Open a terminal/command prompt in the project directory and run:
pip install -r requirements.txtExpected output:
- PyTorch will be installed (may take a few minutes)
- Transformers library
- Pillow (image processing)
- Accelerate (training acceleration)
Troubleshooting:
- If you get permission errors, use:
pip install --user -r requirements.txt - On macOS/Linux, you might need:
pip3 install -r requirements.txt - If installation fails, ensure you have Python 3.8+ installed
Verify everything is installed correctly:
python --version # Should show Python 3.8+
python -c "import torch; import transformers; print('✓ All packages installed')"The model_custom.py script:
- Downloads the base
google/vit-base-patch16-224model (first time only) - Modifies it from 1000 ImageNet classes to your 5 custom classes
- Saves the custom model to
./custom_vit_model/
Your 5 classes are:
my_catmy_dogmy_carmy_housemy_phone
python model_custom.pyFirst run will:
- Download the base model (~330MB) - this may take a few minutes
- Modify the classification head
- Save to
./custom_vit_model/
Expected output:
Loading base model: google/vit-base-patch16-224
Modifying classification head from 1000 to 5 classes...
Saving custom model to ./custom_vit_model...
Custom model created successfully!
Classes: ['my_cat', 'my_dog', 'my_car', 'my_house', 'my_phone']
Note: This only needs to be run once. The custom model is saved and can be reused.

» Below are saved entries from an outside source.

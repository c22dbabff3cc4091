//! Cell-occupancy grid, coordinates and compass directions.

use rand::seq::SliceRandom;
use rand::Rng;
use serde::{Deserialize, Serialize};
use std::fmt;

/// Cell value for an unoccupied cell
pub const EMPTY: u16 = 0;
/// Cell value for a barrier cell
pub const BARRIER: u16 = 1;

/// Grid location. Row 0 is the top edge, so north is `y - 1`.
#[derive(Debug, Clone, Copy, PartialEq, Eq, Hash, Default, Serialize, Deserialize)]
pub struct Coord {
    pub x: i16,
    pub y: i16,
}

impl Coord {
    #[inline]
    pub const fn new(x: i16, y: i16) -> Self {
        Self { x, y }
    }

    /// Location one step away in `dir`
    #[inline]
    pub fn offset(self, dir: Dir) -> Coord {
        Coord {
            x: self.x + dir.x as i16,
            y: self.y + dir.y as i16,
        }
    }

    /// Chebyshev distance
    #[inline]
    pub fn distance(self, other: Coord) -> i16 {
        (self.x - other.x).abs().max((self.y - other.y).abs())
    }
}

impl fmt::Display for Coord {
    fn fmt(&self, f: &mut fmt::Formatter<'_>) -> fmt::Result {
        write!(f, "({}, {})", self.x, self.y)
    }
}

/// One of the eight compass directions, or `CENTER` for no movement.
/// Each component is in -1..=1.
#[derive(Debug, Clone, Copy, PartialEq, Eq, Hash, Default, Serialize, Deserialize)]
pub struct Dir {
    pub x: i8,
    pub y: i8,
}

impl Dir {
    pub const CENTER: Dir = Dir { x: 0, y: 0 };
    pub const NORTH: Dir = Dir { x: 0, y: -1 };
    pub const NORTH_EAST: Dir = Dir { x: 1, y: -1 };
    pub const EAST: Dir = Dir { x: 1, y: 0 };
    pub const SOUTH_EAST: Dir = Dir { x: 1, y: 1 };
    pub const SOUTH: Dir = Dir { x: 0, y: 1 };
    pub const SOUTH_WEST: Dir = Dir { x: -1, y: 1 };
    pub const WEST: Dir = Dir { x: -1, y: 0 };
    pub const NORTH_WEST: Dir = Dir { x: -1, y: -1 };

    pub const COMPASS: [Dir; 8] = [
        Dir::NORTH,
        Dir::NORTH_EAST,
        Dir::EAST,
        Dir::SOUTH_EAST,
        Dir::SOUTH,
        Dir::SOUTH_WEST,
        Dir::WEST,
        Dir::NORTH_WEST,
    ];

    /// Clamp an arbitrary offset to a unit compass step
    #[inline]
    pub fn from_offset(dx: i16, dy: i16) -> Dir {
        Dir {
            x: dx.signum() as i8,
            y: dy.signum() as i8,
        }
    }

    /// Direction of travel from `from` to `to`
    #[inline]
    pub fn between(from: Coord, to: Coord) -> Dir {
        Dir::from_offset(to.x - from.x, to.y - from.y)
    }

    #[inline]
    pub fn rotate90_cw(self) -> Dir {
        Dir {
            x: -self.y,
            y: self.x,
        }
    }

    #[inline]
    pub fn rotate90_ccw(self) -> Dir {
        Dir {
            x: self.y,
            y: -self.x,
        }
    }

    pub fn random<R: Rng + ?Sized>(rng: &mut R) -> Dir {
        Dir::COMPASS[rng.gen_range(0..Dir::COMPASS.len())]
    }

    #[inline]
    pub fn is_center(self) -> bool {
        self == Dir::CENTER
    }
}

/// Fixed cell layouts rebuilt after every grid reset
#[derive(Debug, Clone, Copy, PartialEq, Eq, Default, Serialize, Deserialize)]
#[serde(rename_all = "snake_case")]
pub enum BarrierKind {
    #[default]
    None,
    /// Vertical wall, 5 cells wide, centred horizontally over the middle half of the height
    CenterWall,
}

impl BarrierKind {
    /// Cells covered by this barrier on a grid of the given size
    pub fn cells(self, width: usize, height: usize) -> Vec<Coord> {
        match self {
            BarrierKind::None => Vec::new(),
            BarrierKind::CenterWall => {
                let center = width as i32 / 2;
                let x_min = (center - 2).max(0);
                let x_max = (center + 2).min(width as i32 - 1);
                let y_min = height as i32 / 4;
                let y_max = y_min + height as i32 / 2;

                let mut cells = Vec::new();
                for y in y_min..y_max {
                    for x in x_min..=x_max {
                        cells.push(Coord::new(x as i16, y as i16));
                    }
                }
                cells
            }
        }
    }
}

/// 2-D occupancy array. A cell holds `EMPTY`, `BARRIER` or a creature id.
#[derive(Clone, Debug)]
pub struct Grid {
    width: usize,
    height: usize,
    cells: Vec<u16>,
}

impl Grid {
    /// Create an empty grid
    pub fn new(width: usize, height: usize) -> Self {
        Self {
            width,
            height,
            cells: vec![EMPTY; width * height],
        }
    }

    #[inline]
    pub fn width(&self) -> usize {
        self.width
    }

    #[inline]
    pub fn height(&self) -> usize {
        self.height
    }

    #[inline]
    fn index(&self, c: Coord) -> usize {
        c.y as usize * self.width + c.x as usize
    }

    #[inline]
    pub fn in_bounds(&self, c: Coord) -> bool {
        c.x >= 0 && c.y >= 0 && (c.x as usize) < self.width && (c.y as usize) < self.height
    }

    /// Cell value; out-of-bounds reads as `BARRIER`
    #[inline]
    pub fn at(&self, c: Coord) -> u16 {
        if self.in_bounds(c) {
            self.cells[self.index(c)]
        } else {
            BARRIER
        }
    }

    /// Write a cell. Caller guarantees `c` is in bounds.
    #[inline]
    pub fn set(&mut self, c: Coord, value: u16) {
        debug_assert!(self.in_bounds(c), "write outside grid at {}", c);
        let idx = self.index(c);
        self.cells[idx] = value;
    }

    #[inline]
    pub fn is_empty_at(&self, c: Coord) -> bool {
        self.in_bounds(c) && self.cells[self.index(c)] == EMPTY
    }

    #[inline]
    pub fn is_barrier_at(&self, c: Coord) -> bool {
        self.at(c) == BARRIER
    }

    #[inline]
    pub fn is_occupied_at(&self, c: Coord) -> bool {
        self.in_bounds(c) && self.cells[self.index(c)] > BARRIER
    }

    /// Creature id at `c`, if any
    #[inline]
    pub fn occupant(&self, c: Coord) -> Option<u16> {
        let value = self.at(c);
        (value > BARRIER).then_some(value)
    }

    /// Clear every cell
    pub fn zero_fill(&mut self) {
        self.cells.fill(EMPTY);
    }

    /// Stamp barrier cells
    pub fn create_barrier(&mut self, kind: BarrierKind) {
        for c in kind.cells(self.width, self.height) {
            self.set(c, BARRIER);
        }
    }

    /// Clear the grid and rebuild its fixed cells
    pub fn reset(&mut self, kind: BarrierKind) {
        self.zero_fill();
        self.create_barrier(kind);
    }

    /// All empty cells in row-major order
    pub fn empty_locations(&self) -> Vec<Coord> {
        self.cells
            .iter()
            .enumerate()
            .filter(|(_, &v)| v == EMPTY)
            .map(|(i, _)| Coord::new((i % self.width) as i16, (i / self.width) as i16))
            .collect()
    }

    /// All empty cells in a uniformly shuffled order
    pub fn shuffled_empty_locations<R: Rng + ?Sized>(&self, rng: &mut R) -> Vec<Coord> {
        let mut cells = self.empty_locations();
        cells.shuffle(rng);
        cells
    }

    pub fn count_empty(&self) -> usize {
        self.cells.iter().filter(|&&v| v == EMPTY).count()
    }

    /// Cells holding a creature id
    pub fn count_occupied(&self) -> usize {
        self.cells.iter().filter(|&&v| v > BARRIER).count()
    }

    /// Occupied cells within `radius` (Chebyshev) of `center`, excluding the center
    pub fn count_occupied_near(&self, center: Coord, radius: i16) -> usize {
        let mut count = 0;
        for y in (center.y - radius)..=(center.y + radius) {
            for x in (center.x - radius)..=(center.x + radius) {
                let c = Coord::new(x, y);
                if c != center && self.is_occupied_at(c) {
                    count += 1;
                }
            }
        }
        count
    }

    /// Steps taken in `dir` from `start` before hitting a cell matching `stop`,
    /// or `None` within `range` steps
    pub fn probe(&self, start: Coord, dir: Dir, range: i16, stop: impl Fn(u16) -> bool) -> Option<i16> {
        if dir.is_center() {
            return None;
        }
        let mut c = start;
        for step in 1..=range {
            c = c.offset(dir);
            if !self.in_bounds(c) {
                return None;
            }
            if stop(self.at(c)) {
                return Some(step);
            }
        }
        None
    }
}

impl fmt::Display for Grid {
    fn fmt(&self, f: &mut fmt::Formatter<'_>) -> fmt::Result {
        for row in self.cells.chunks(self.width) {
            for &cell in row {
                let ch = match cell {
                    EMPTY => '.',
                    BARRIER => '#',
                    _ => 'o',
                };
                write!(f, "{}", ch)?;
            }
            writeln!(f)?;
        }
        Ok(())
    }
}

#[cfg(test)]
mod tests {
    use super::*;
    use rand::SeedableRng;
    use rand_chacha::ChaCha8Rng;
    use std::collections::HashSet;

    #[test]
    fn test_bounds_and_set() {
        let mut grid = Grid::new(10, 5);
        let c = Coord::new(9, 4);

        assert!(grid.in_bounds(c));
        assert!(!grid.in_bounds(Coord::new(10, 4)));
        assert!(!grid.in_bounds(Coord::new(-1, 0)));

        grid.set(c, 7);
        assert_eq!(grid.at(c), 7);
        assert_eq!(grid.occupant(c), Some(7));
        assert!(!grid.is_empty_at(c));
        assert!(grid.is_occupied_at(c));
    }

    #[test]
    fn test_out_of_bounds_reads_as_barrier() {
        let grid = Grid::new(4, 4);
        assert!(grid.is_barrier_at(Coord::new(-1, 2)));
        assert!(!grid.is_empty_at(Coord::new(4, 0)));
    }

    #[test]
    fn test_rotation() {
        assert_eq!(Dir::NORTH.rotate90_cw(), Dir::EAST);
        assert_eq!(Dir::EAST.rotate90_cw(), Dir::SOUTH);
        assert_eq!(Dir::NORTH.rotate90_ccw(), Dir::WEST);
        assert_eq!(Dir::NORTH_EAST.rotate90_cw(), Dir::SOUTH_EAST);
        for d in Dir::COMPASS {
            assert_eq!(d.rotate90_cw().rotate90_ccw(), d);
        }
        assert_eq!(Dir::CENTER.rotate90_cw(), Dir::CENTER);
    }

    #[test]
    fn test_direction_between() {
        let from = Coord::new(5, 5);
        assert_eq!(Dir::between(from, Coord::new(6, 5)), Dir::EAST);
        assert_eq!(Dir::between(from, Coord::new(4, 4)), Dir::NORTH_WEST);
        assert_eq!(Dir::between(from, from), Dir::CENTER);
    }

    #[test]
    fn test_center_wall() {
        let mut grid = Grid::new(40, 40);
        grid.reset(BarrierKind::CenterWall);

        assert!(grid.is_barrier_at(Coord::new(20, 20)));
        assert!(grid.is_barrier_at(Coord::new(18, 10)));
        assert!(grid.is_barrier_at(Coord::new(22, 29)));
        assert!(grid.is_empty_at(Coord::new(20, 9)));
        assert!(grid.is_empty_at(Coord::new(20, 30)));
        assert!(grid.is_empty_at(Coord::new(17, 20)));
        assert_eq!(grid.count_empty(), 40 * 40 - 5 * 20);
    }

    #[test]
    fn test_reset_clears_occupants() {
        let mut grid = Grid::new(8, 8);
        grid.set(Coord::new(1, 1), 5);
        grid.reset(BarrierKind::None);
        assert_eq!(grid.count_empty(), 64);
    }

    #[test]
    fn test_shuffled_empty_locations() {
        let mut grid = Grid::new(6, 6);
        grid.set(Coord::new(0, 0), 9);
        grid.set(Coord::new(3, 3), BARRIER);

        let mut rng = ChaCha8Rng::seed_from_u64(3);
        let cells = grid.shuffled_empty_locations(&mut rng);

        assert_eq!(cells.len(), 34);
        let unique: HashSet<_> = cells.iter().copied().collect();
        assert_eq!(unique.len(), 34);
        assert!(cells.iter().all(|&c| grid.is_empty_at(c)));
        assert_ne!(cells, grid.empty_locations());
    }

    #[test]
    fn test_probe() {
        let mut grid = Grid::new(10, 1);
        grid.set(Coord::new(6, 0), 4);

        let hit = grid.probe(Coord::new(2, 0), Dir::EAST, 8, |v| v > BARRIER);
        assert_eq!(hit, Some(4));
        let miss = grid.probe(Coord::new(2, 0), Dir::WEST, 8, |v| v > BARRIER);
        assert_eq!(miss, None);
    }

    #[test]
    fn test_count_occupied_near() {
        let mut grid = Grid::new(5, 5);
        grid.set(Coord::new(2, 2), 3);
        grid.set(Coord::new(1, 1), 4);
        grid.set(Coord::new(4, 4), 5);

        assert_eq!(grid.count_occupied_near(Coord::new(2, 2), 1), 1);
        assert_eq!(grid.count_occupied_near(Coord::new(2, 2), 2), 2);
    }

    #[test]
    fn test_display() {
        let mut grid = Grid::new(3, 2);
        grid.set(Coord::new(0, 0), BARRIER);
        grid.set(Coord::new(2, 1), 8);
        assert_eq!(grid.to_string(), "#..\n..o\n");
    }
}
//! # evogrid
//!
//! Evolutionary grid simulator: creatures driven by small neural networks
//! compiled from their genomes, selected by a survival challenge at the end
//! of every generation.
//!
//! ## Features
//!
//! - **Genome-wired brains**: packed 32-bit genes compiled into pruned nets
//! - **Parallel**: decision phase runs on all CPU cores via Rayon
//! - **Reproducible**: seeded, scheduling-independent random streams
//! - **Configurable**: YAML configuration files
//!
//! ## Quick Start
//!
//! ```rust,no_run
//! use evogrid::{Config, Simulation, Status};
//!
//! let mut sim = Simulation::new(Config::default()).unwrap();
//!
//! // Advance until extinction or the generation limit
//! let status = sim.run_to_end().unwrap();
//! println!("Finished at generation {}: {:?}", sim.generation(), status);
//! ```
//!
//! ## Configuration
//!
//! ```rust
//! use evogrid::Config;
//! use evogrid::survival::Challenge;
//!
//! let mut config = Config::default();
//! config.population.max_population = 500;
//! config.selection.challenge = Challenge::CenterCircle { radius: 20.0 };
//! assert!(config.validate().is_ok());
//! ```

pub mod actions;
pub mod config;
pub mod creature;
pub mod error;
pub mod genetics;
pub mod grid;
pub mod neural;
pub mod population;
pub mod sensors;
pub mod simulation;
pub mod stats;
pub mod survival;

// Re-export main types
pub use config::Config;
pub use creature::Creature;
pub use error::SimError;
pub use genetics::Genome;
pub use simulation::{Simulation, Status};

/// Library version
pub const VERSION: &str = env!("CARGO_PKG_VERSION");

/// Run a quick benchmark: `ticks` steps with `population` creatures on the
/// default grid, without generational turnover
pub fn benchmark(ticks: u32, population: usize) -> Result<BenchmarkResult, SimError> {
    use std::time::Instant;

    let mut config = Config::default();
    config.population.starting_population = population;
    config.population.max_population = population;

    let mut sim = Simulation::new(config)?;

    let start = Instant::now();
    for _ in 0..ticks {
        sim.step();
    }
    let elapsed = start.elapsed();

    let edges: usize = sim.population().creatures.iter().map(|c| c.net.edge_count()).sum();

    Ok(BenchmarkResult {
        ticks,
        population,
        elapsed_secs: elapsed.as_secs_f64(),
        ticks_per_second: ticks as f64 / elapsed.as_secs_f64(),
        edges_mean: edges as f64 / population.max(1) as f64,
    })
}

/// Benchmark result
#[derive(Debug, Clone)]
pub struct BenchmarkResult {
    pub ticks: u32,
    pub population: usize,
    pub elapsed_secs: f64,
    pub ticks_per_second: f64,
    pub edges_mean: f64,
}

impl std::fmt::Display for BenchmarkResult {
    fn fmt(&self, f: &mut std::fmt::Formatter<'_>) -> std::fmt::Result {
        writeln!(f, "=== Benchmark Results ===")?;
        writeln!(f, "Ticks: {}", self.ticks)?;
        writeln!(f, "Population: {}", self.population)?;
        writeln!(f, "Mean compiled edges: {:.1}", self.edges_mean)?;
        writeln!(f, "Time: {:.3}s", self.elapsed_secs)?;
        writeln!(f, "Speed: {:.1} ticks/s", self.ticks_per_second)?;
        Ok(())
    }
}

Your images must be organized in folders matching your class names exactly:
data/
my_cat/
image1.jpg
image2.jpg
...
my_dog/
image1.jpg
...
my_car/
...
my_house/
...
my_phone/
...
-
Create class folders (if not already created):
mkdir -p data/my_cat data/my_dog data/my_car data/my_house data/my_phone
-
Copy your images to the appropriate folders:
- Cat images →
data/my_cat/ - Dog images →
data/my_dog/ - Car images →
data/my_car/ - House images →
data/my_house/ - Phone images →
data/my_phone/
- Cat images →
-
Image Requirements:
- Formats:
.jpg,.jpeg,.png,.bmp,.gif - Recommended: At least 50-100 images per class
- Quality: Clear, well-lit images
- Variety: Different angles, backgrounds, lighting
- Formats:
Check that your images are properly organized:
# On Linux/macOS
for dir in data/*/; do echo "$(basename "$dir"): $(find "$dir" -type f \( -name "*.jpg" -o -name "*.jpeg" -o -name "*.png" \) | wc -l) images"; doneOr manually check each folder contains images.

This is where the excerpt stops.